Álvaro Barrios

Categories: Writings on Álvaro Barrios

By Graciela Kartoffel. From Art Nexus magazine #72 march – may 2009


2007. Acrílico sobre lienzo. 117 cm. de diámetro.

No quiero saber nada de arte (I don’t Want to Hear Anything about Art). 2007. Acrylic on canvas. 117 cm in diameter


A first overview of the exhibition by Álvaro Barrios would suggest that the viewer has been introduced to several film screenings projected simultaneously, as well as to visions of gigantic comic books. The skins of the acrylic paintings on canvas are flat surfaces free of any textural accidents. Colors are varied, intense, and even the gray tones are luminous. The balloons in which Barrios paints his texts act as iconic anchors and are subtly naïve. Formally, these areas for the words are nearly always shaped like balloons, but also rectangular or in the shape of zigzagging outlines, like lightning bolts acting as painterly commas that frame and visually and conceptually hold each work in place. The written text and its insertion into the work enhance the perception of sound evoked by each of Álvaro Barrios paintings. These are Pop-influenced works that portray familiar characters from the sociocultural scene of the Twentieth century, be it Dolores del Río, Superman, or Cowboys and Indians.


This reference in the exhibit requires framing of another order. Barrios is a highly intellectual Colombian artist who has been drawing since his childhood, with profound conceptual reflection, as he resorts to personal experimental approaches to the elements he works with. But that makes it sound simplistic, summarized, and less meaningful than it actually is. We will analyze these constitutive parts. Barrios represents several idols, or mentions them in his writings, although above all, he manifests his irrevocable reverence for Marcel Duchamp and therefore, the readymade. His interest is evident in the critical reflections that inhabit his works. Barrios demystifies the elements, he does not merely utilize idols that are alien to him. Instead, he restructures certain figures from other latitudes and filters them through a Colombian perspective. Thus, he is not about merely inserting foreign characters into the Latin-American context, he is also about understanding them through the local lens.
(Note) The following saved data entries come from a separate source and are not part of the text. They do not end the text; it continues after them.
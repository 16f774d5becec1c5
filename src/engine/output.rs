//! CPAL output for desktop platforms (Linux, macOS, Windows)
//!
//! Opens the default output device and drives a [`Mixer`] from the device
//! callback. The callback only renders into a scratch block and converts to
//! the device sample type; it never touches the control side's lock.

use cpal::traits::{DeviceTrait, HostTrait, StreamTrait};

use crate::config::OutputConfig;
use crate::engine::backend::{Mixer, OutputFormat};
use crate::error::SoundError;

/// Running output stream. Dropping it stops playback.
pub struct CpalOutput {
    _stream: cpal::Stream,
    format: OutputFormat,
    device_name: String,
}

impl CpalOutput {
    /// Open the default output device and start rendering `mixer` into it.
    ///
    /// # Errors
    /// `SoundError::StreamOpenFailed` when no device is available, the device
    /// sample format is not F32/I16/U16, or the stream cannot be built or
    /// started.
    pub fn start(mixer: Mixer, config: &OutputConfig) -> Result<Self, SoundError> {
        let host = cpal::default_host();
        let device = host
            .default_output_device()
            .ok_or_else(|| SoundError::StreamOpenFailed {
                reason: "No default output device found".to_string(),
            })?;
        let device_name = device.name().unwrap_or_else(|_| "unknown".to_string());

        let supported = device
            .default_output_config()
            .map_err(|e| SoundError::StreamOpenFailed {
                reason: format!("Failed to get default output config: {:?}", e),
            })?;

        let mut stream_config: cpal::StreamConfig = supported.config();
        if let Some(frames) = config.buffer_frames {
            stream_config.buffer_size = cpal::BufferSize::Fixed(frames);
        }

        let format = OutputFormat {
            channels: stream_config.channels,
            sample_rate: stream_config.sample_rate.0,
        };

        let stream = match supported.sample_format() {
            cpal::SampleFormat::F32 => {
                build_stream::<f32>(&device, &stream_config, mixer, format)?
            }
            cpal::SampleFormat::I16 => {
                build_stream::<i16>(&device, &stream_config, mixer, format)?
            }
            cpal::SampleFormat::U16 => {
                build_stream::<u16>(&device, &stream_config, mixer, format)?
            }
            other => {
                return Err(SoundError::StreamOpenFailed {
                    reason: format!("Unsupported device sample format: {:?}", other),
                })
            }
        };

        stream.play().map_err(|e| SoundError::StreamOpenFailed {
            reason: format!("Failed to start stream: {}", e),
        })?;

        log::info!(
            "[Output] Streaming to {} ({} ch, {} Hz)",
            device_name,
            format.channels,
            format.sample_rate
        );

        Ok(Self {
            _stream: stream,
            format,
            device_name,
        })
    }

    pub fn format(&self) -> OutputFormat {
        self.format
    }

    pub fn device_name(&self) -> &str {
        &self.device_name
    }
}

fn build_stream<T>(
    device: &cpal::Device,
    config: &cpal::StreamConfig,
    mut mixer: Mixer,
    format: OutputFormat,
) -> Result<cpal::Stream, SoundError>
where
    T: cpal::SizedSample + cpal::FromSample<f32>,
{
    let mut scratch: Vec<f32> = Vec::new();

    device
        .build_output_stream(
            config,
            move |data: &mut [T], _: &cpal::OutputCallbackInfo| {
                // Grows only until it reaches the device block size
                if scratch.len() < data.len() {
                    scratch.resize(data.len(), 0.0);
                }
                let block = &mut scratch[..data.len()];
                mixer.render(block, format);

                for (out, &sample) in data.iter_mut().zip(block.iter()) {
                    *out = T::from_sample(sample);
                }
            },
            |err| log::error!("[Output] Stream error: {}", err),
            None,
        )
        .map_err(|e| SoundError::StreamOpenFailed {
            reason: format!("{:?}", e),
        })
}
The effort invested in conceiving and carrying out the paintings confers another singular tension to the surfaces and to each scene: these appear different from, and, at the same time similar, to a comic strip, a Pop painting. These double-edged situations allow for one of the predominate aspects in the artistic endeavour of this artist: the vast, precise, and varied forms of communicating ideas. The era of the image and of communication finds in Alvaro Barrios a talented provocative creator. He does not appropriate images as such, but instead renders them sublime. From an early age, he knew how to develop an original vision within the new expressive channels. A paradigmatic example can be found in a series of drawings he published in a newspaper in 1974. It jump-started a cycle that continues to the present: to publish one of his prints or drawings and then sign the published copies for the public, rendering such copies as originals. This generates a well-defined cycle of ephemeral works. It represents a true attempt to bring his work to a wide audience who otherwise would have no means to be exposed to his work. Barrios calls out to the masses who have a copy of the newspaper, or magazine, to bring these to him so he can sign them. This facet of his art, referred as Popular Prints, are actions representing the idea of an art for everyone. It is different from the work at the Taller de la Gráfica Popular (TGP, its Spanish acronym) in Mexico, an institution founded under the strict guidance of artists with a socially conscious agenda.


With works that contain degrees of the iconic legibility belonging to his time, Barrios anonymously and invisibly blends in with these idols. In the proximity of the work being painted, Álvaro caresses and demystifies these idols. Through certain processes that would later be implemented in conceptual art, Barrios does not allude to classic pictorial tradition, but instead relies on graphic media processes, such as offset printing. In other words, he prefers to approach his art without guidelines and tools from the visual arts. Without taking anything away from that preference, his aesthetic is also deconstructive in his use and disassembling of the history of art. Playfulness prevails. The so-called high culture and popular urban culture (to a certain extent ill-defined as low culture, because it is a by-product of intellectual popular urban life), intermittently lose and gain relevance in his work. For a long time, Barrios has expressed an interest in philosophy, metaphysics, and spiritualism. We can deduce that such influences may nourish Barrios thinking, although we do not see these directly reflected in his work. The essence of his aesthetics filters these and other elements that could temp this artist. Álvaro Barrios keeps the gallery filled with sharp characters as he uses critical humor sought to ensure that what occurs before the spectator is not overwhelming.